TO DO: A verbatim copy of the data below is the required output.

DATA RECORDS:
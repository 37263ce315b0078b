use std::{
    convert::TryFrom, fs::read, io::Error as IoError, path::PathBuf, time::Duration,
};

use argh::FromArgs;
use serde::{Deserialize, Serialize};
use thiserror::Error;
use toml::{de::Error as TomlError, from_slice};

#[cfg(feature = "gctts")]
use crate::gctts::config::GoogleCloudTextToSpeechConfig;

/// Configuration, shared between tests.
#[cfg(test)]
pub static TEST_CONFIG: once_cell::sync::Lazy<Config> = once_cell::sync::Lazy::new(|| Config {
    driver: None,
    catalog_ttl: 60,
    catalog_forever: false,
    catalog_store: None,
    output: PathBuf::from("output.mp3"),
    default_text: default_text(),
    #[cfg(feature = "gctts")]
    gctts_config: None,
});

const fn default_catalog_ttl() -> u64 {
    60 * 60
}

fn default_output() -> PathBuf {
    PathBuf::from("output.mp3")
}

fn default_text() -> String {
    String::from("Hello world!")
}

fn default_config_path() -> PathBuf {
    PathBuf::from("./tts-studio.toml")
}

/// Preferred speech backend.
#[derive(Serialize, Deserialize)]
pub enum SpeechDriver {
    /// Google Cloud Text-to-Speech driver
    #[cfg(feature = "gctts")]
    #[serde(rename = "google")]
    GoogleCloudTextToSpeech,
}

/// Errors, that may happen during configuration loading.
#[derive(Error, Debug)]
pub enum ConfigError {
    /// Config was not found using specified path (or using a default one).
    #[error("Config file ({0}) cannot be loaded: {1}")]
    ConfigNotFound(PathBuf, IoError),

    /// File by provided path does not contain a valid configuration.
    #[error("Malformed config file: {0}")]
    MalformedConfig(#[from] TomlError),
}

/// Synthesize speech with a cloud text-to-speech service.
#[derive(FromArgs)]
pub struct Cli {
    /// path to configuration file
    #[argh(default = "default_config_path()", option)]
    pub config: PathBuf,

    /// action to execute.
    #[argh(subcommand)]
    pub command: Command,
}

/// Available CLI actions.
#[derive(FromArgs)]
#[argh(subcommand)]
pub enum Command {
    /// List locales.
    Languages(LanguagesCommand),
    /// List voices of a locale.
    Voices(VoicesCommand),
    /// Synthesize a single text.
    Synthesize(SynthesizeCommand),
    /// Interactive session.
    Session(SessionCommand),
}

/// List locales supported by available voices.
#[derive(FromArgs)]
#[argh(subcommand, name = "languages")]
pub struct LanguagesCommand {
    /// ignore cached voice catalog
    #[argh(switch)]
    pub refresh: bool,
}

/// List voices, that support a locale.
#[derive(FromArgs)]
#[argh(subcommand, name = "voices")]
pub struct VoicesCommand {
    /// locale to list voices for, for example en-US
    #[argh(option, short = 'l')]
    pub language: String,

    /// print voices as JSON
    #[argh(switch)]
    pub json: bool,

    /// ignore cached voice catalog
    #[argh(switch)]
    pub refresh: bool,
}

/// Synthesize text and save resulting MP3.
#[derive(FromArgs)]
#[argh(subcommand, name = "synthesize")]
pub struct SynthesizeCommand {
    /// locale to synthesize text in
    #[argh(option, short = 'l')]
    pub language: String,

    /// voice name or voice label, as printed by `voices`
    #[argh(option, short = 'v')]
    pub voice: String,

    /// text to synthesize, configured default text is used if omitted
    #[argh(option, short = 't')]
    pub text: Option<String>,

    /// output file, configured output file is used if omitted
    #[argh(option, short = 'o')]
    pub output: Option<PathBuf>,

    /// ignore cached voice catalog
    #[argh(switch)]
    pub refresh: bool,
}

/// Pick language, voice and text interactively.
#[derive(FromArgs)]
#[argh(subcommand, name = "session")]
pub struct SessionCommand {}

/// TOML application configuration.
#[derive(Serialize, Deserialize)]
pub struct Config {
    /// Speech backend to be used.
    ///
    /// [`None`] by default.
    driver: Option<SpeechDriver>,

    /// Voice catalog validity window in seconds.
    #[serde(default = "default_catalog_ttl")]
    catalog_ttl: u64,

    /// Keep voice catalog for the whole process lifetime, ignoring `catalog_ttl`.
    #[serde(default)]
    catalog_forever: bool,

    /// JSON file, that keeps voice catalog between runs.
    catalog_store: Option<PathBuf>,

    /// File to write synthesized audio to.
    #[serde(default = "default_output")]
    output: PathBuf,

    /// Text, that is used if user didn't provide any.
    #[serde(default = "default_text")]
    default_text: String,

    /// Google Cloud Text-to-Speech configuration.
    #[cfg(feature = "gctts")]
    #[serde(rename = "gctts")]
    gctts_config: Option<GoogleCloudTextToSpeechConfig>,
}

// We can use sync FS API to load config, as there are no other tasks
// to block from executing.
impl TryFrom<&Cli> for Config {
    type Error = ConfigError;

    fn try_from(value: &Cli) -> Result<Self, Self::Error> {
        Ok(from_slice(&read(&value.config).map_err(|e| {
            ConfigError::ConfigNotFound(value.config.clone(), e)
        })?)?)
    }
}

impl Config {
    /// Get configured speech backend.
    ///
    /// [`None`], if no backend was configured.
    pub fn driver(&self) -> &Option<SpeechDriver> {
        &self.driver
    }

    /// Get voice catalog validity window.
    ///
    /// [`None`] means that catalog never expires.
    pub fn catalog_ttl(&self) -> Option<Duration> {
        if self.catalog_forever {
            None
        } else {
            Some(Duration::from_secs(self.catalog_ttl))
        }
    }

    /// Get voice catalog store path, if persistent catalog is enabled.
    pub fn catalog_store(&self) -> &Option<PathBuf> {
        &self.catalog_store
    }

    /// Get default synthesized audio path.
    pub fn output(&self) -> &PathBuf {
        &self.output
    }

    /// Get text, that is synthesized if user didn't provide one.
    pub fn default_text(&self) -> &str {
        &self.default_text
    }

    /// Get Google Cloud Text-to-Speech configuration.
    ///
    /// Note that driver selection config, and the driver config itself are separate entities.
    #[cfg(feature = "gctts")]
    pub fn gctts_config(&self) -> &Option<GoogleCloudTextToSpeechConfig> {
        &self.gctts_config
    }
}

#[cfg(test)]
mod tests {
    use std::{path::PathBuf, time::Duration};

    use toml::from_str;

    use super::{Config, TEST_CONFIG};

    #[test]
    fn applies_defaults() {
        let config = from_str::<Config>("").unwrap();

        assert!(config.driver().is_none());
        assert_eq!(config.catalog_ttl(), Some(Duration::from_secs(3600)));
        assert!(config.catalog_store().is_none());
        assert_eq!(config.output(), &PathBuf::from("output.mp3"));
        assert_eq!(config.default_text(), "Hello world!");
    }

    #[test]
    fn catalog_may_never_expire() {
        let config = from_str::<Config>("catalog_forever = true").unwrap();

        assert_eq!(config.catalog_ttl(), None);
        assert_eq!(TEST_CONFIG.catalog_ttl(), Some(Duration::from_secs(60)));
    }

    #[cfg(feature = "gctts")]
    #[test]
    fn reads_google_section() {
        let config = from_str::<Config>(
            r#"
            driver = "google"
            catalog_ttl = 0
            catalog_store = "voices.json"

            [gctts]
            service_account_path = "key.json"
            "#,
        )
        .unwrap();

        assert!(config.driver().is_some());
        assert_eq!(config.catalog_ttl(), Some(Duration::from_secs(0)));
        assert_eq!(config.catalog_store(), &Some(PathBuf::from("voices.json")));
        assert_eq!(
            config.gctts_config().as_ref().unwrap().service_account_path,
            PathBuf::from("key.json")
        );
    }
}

YOUR RESPONSE:
repository 37263ce315b0078b
use std::{
    convert::TryFrom, fs::read, io::Error as IoError, path::PathBuf, time::Duration,
};

use argh::FromArgs;
use serde::{Deserialize, Serialize};
use thiserror::Error;
use toml::{de::Error as TomlError, from_slice};

#[cfg(feature = "gctts")]
use crate::gctts::config::GoogleCloudTextToSpeechConfig;

/// Configuration, shared between tests.
#[cfg(test)]
pub static TEST_CONFIG: once_cell::sync::Lazy<Config> = once_cell::sync::Lazy::new(|| Config {
    driver: None,
    catalog_ttl: 60,
    catalog_forever: false,
    catalog_store: None,
    output: PathBuf::from("output.mp3"),
    default_text: default_text(),
    #[cfg(feature = "gctts")]
    gctts_config: None,
});

const fn default_catalog_ttl() -> u64 {
    60 * 60
}

fn default_output() -> PathBuf {
    PathBuf::from("output.mp3")
}

fn default_text() -> String {
    String::from("Hello world!")
}

fn default_config_path() -> PathBuf {
    PathBuf::from("./tts-studio.toml")
}

/// Preferred speech backend.
#[derive(Serialize, Deserialize)]
pub enum SpeechDriver {
    /// Google Cloud Text-to-Speech driver
    #[cfg(feature = "gctts")]
    #[serde(rename = "google")]
    GoogleCloudTextToSpeech,
}

/// Errors, that may happen during configuration loading.
#[derive(Error, Debug)]
pub enum ConfigError {
    /// Config was not found using specified path (or using a default one).
    #[error("Config file ({0}) cannot be loaded: {1}")]
    ConfigNotFound(PathBuf, IoError),

    /// File by provided path does not contain a valid configuration.
    #[error("Malformed config file: {0}")]
    MalformedConfig(#[from] TomlError),
}

/// Synthesize speech with a cloud text-to-speech service.
#[derive(FromArgs)]
pub struct Cli {
    /// path to configuration file
    #[argh(default = "default_config_path()", option)]
    pub config: PathBuf,

    /// action to execute.
    #[argh(subcommand)]
    pub command: Command,
}

/// Available CLI actions.
#[derive(FromArgs)]
#[argh(subcommand)]
pub enum Command {
    /// List locales.
    Languages(LanguagesCommand),
    /// List voices of a locale.
    Voices(VoicesCommand),
    /// Synthesize a single text.
    Synthesize(SynthesizeCommand),
    /// Interactive session.
    Session(SessionCommand),
}

/// List locales supported by available voices.
#[derive(FromArgs)]
#[argh(subcommand, name = "languages")]
pub struct LanguagesCommand {
    /// ignore cached voice catalog
    #[argh(switch)]
    pub refresh: bool,
}

/// List voices, that support a locale.
#[derive(FromArgs)]
#[argh(subcommand, name = "voices")]
pub struct VoicesCommand {
    /// locale to list voices for, for example en-US
    #[argh(option, short = 'l')]
    pub language: String,

    /// print voices as JSON
    #[argh(switch)]
    pub json: bool,

    /// ignore cached voice catalog
    #[argh(switch)]
    pub refresh: bool,
}

/// Synthesize text and save resulting MP3.
#[derive(FromArgs)]
#[argh(subcommand, name = "synthesize")]
pub struct SynthesizeCommand {
    /// locale to synthesize text in
    #[argh(option, short = 'l')]
    pub language: String,

    /// voice name or voice label, as printed by `voices`
    #[argh(option, short = 'v')]
    pub voice: String,

    /// text to synthesize, configured default text is used if omitted
    #[argh(option, short = 't')]
    pub text: Option<String>,

    /// output file, configured output file is used if omitted
    #[argh(option, short = 'o')]
    pub output: Option<PathBuf>,

    /// ignore cached voice catalog
    #[argh(switch)]
    pub refresh: bool,
}

/// Pick language, voice and text interactively.
#[derive(FromArgs)]
#[argh(subcommand, name = "session")]
pub struct SessionCommand {}

/// TOML application configuration.
#[derive(Serialize, Deserialize)]
pub struct Config {
    /// Speech backend to be used.
    ///
    /// [`None`] by default.
    driver: Option<SpeechDriver>,

    /// Voice catalog validity window in seconds.
    #[serde(default = "default_catalog_ttl")]
    catalog_ttl: u64,

    /// Keep voice catalog for the whole process lifetime, ignoring `catalog_ttl`.
    #[serde(default)]
    catalog_forever: bool,

    /// JSON file, that keeps voice catalog between runs.
    catalog_store: Option<PathBuf>,

    /// File to write synthesized audio to.
    #[serde(default = "default_output")]
    output: PathBuf,

    /// Text, that is used if user didn't provide any.
    #[serde(default = "default_text")]
    default_text: String,

    /// Google Cloud Text-to-Speech configuration.
    #[cfg(feature = "gctts")]
    #[serde(rename = "gctts")]
    gctts_config: Option<GoogleCloudTextToSpeechConfig>,
}

// We can use sync FS API to load config, as there are no other tasks
// to block from executing.
impl TryFrom<&Cli> for Config {
    type Error = ConfigError;

    fn try_from(value: &Cli) -> Result<Self, Self::Error> {
        Ok(from_slice(&read(&value.config).map_err(|e| {
            ConfigError::ConfigNotFound(value.config.clone(), e)
        })?)?)
    }
}

impl Config {
    /// Get configured speech backend.
    ///
    /// [`None`], if no backend was configured.
    pub fn driver(&self) -> &Option<SpeechDriver> {
        &self.driver
    }

    /// Get voice catalog validity window.
    ///
    /// [`None`] means that catalog never expires.
    pub fn catalog_ttl(&self) -> Option<Duration> {
        if self.catalog_forever {
            None
        } else {
            Some(Duration::from_secs(self.catalog_ttl))
        }
    }

    /// Get voice catalog store path, if persistent catalog is enabled.
    pub fn catalog_store(&self) -> &Option<PathBuf> {
        &self.catalog_store
    }

    /// Get default synthesized audio path.
    pub fn output(&self) -> &PathBuf {
        &self.output
    }

    /// Get text, that is synthesized if user didn't provide one.
    pub fn default_text(&self) -> &str {
        &self.default_text
    }

    /// Get Google Cloud Text-to-Speech configuration.
    ///
    /// Note that driver selection config, and the driver config itself are separate entities.
    #[cfg(feature = "gctts")]
    pub fn gctts_config(&self) -> &Option<GoogleCloudTextToSpeechConfig> {
        &self.gctts_config
    }
}

#[cfg(test)]
mod tests {
    use std::{path::PathBuf, time::Duration};

    use toml::from_str;

    use super::{Config, TEST_CONFIG};

    #[test]
    fn applies_defaults() {
        let config = from_str::<Config>("").unwrap();

        assert!(config.driver().is_none());
        assert_eq!(config.catalog_ttl(), Some(Duration::from_secs(3600)));
        assert!(config.catalog_store().is_none());
        assert_eq!(config.output(), &PathBuf::from("output.mp3"));
        assert_eq!(config.default_text(), "Hello world!");
    }

    #[test]
    fn catalog_may_never_expire() {
        let config = from_str::<Config>("catalog_forever = true").unwrap();

        assert_eq!(config.catalog_ttl(), None);
        assert_eq!(TEST_CONFIG.catalog_ttl(), Some(Duration::from_secs(60)));
    }

    #[cfg(feature = "gctts")]
    #[test]
    fn reads_google_section() {
        let config = from_str::<Config>(
            r#"
            driver = "google"
            catalog_ttl = 0
            catalog_store = "voices.json"

            [gctts]
            service_account_path = "key.json"
            "#,
        )
        .unwrap();

        assert!(config.driver().is_some());
        assert_eq!(config.catalog_ttl(), Some(Duration::from_secs(0)));
        assert_eq!(config.catalog_store(), &Some(PathBuf::from("voices.json")));
        assert_eq!(
            config.gctts_config().as_ref().unwrap().service_account_path,
            PathBuf::from("key.json")
        );
    }
}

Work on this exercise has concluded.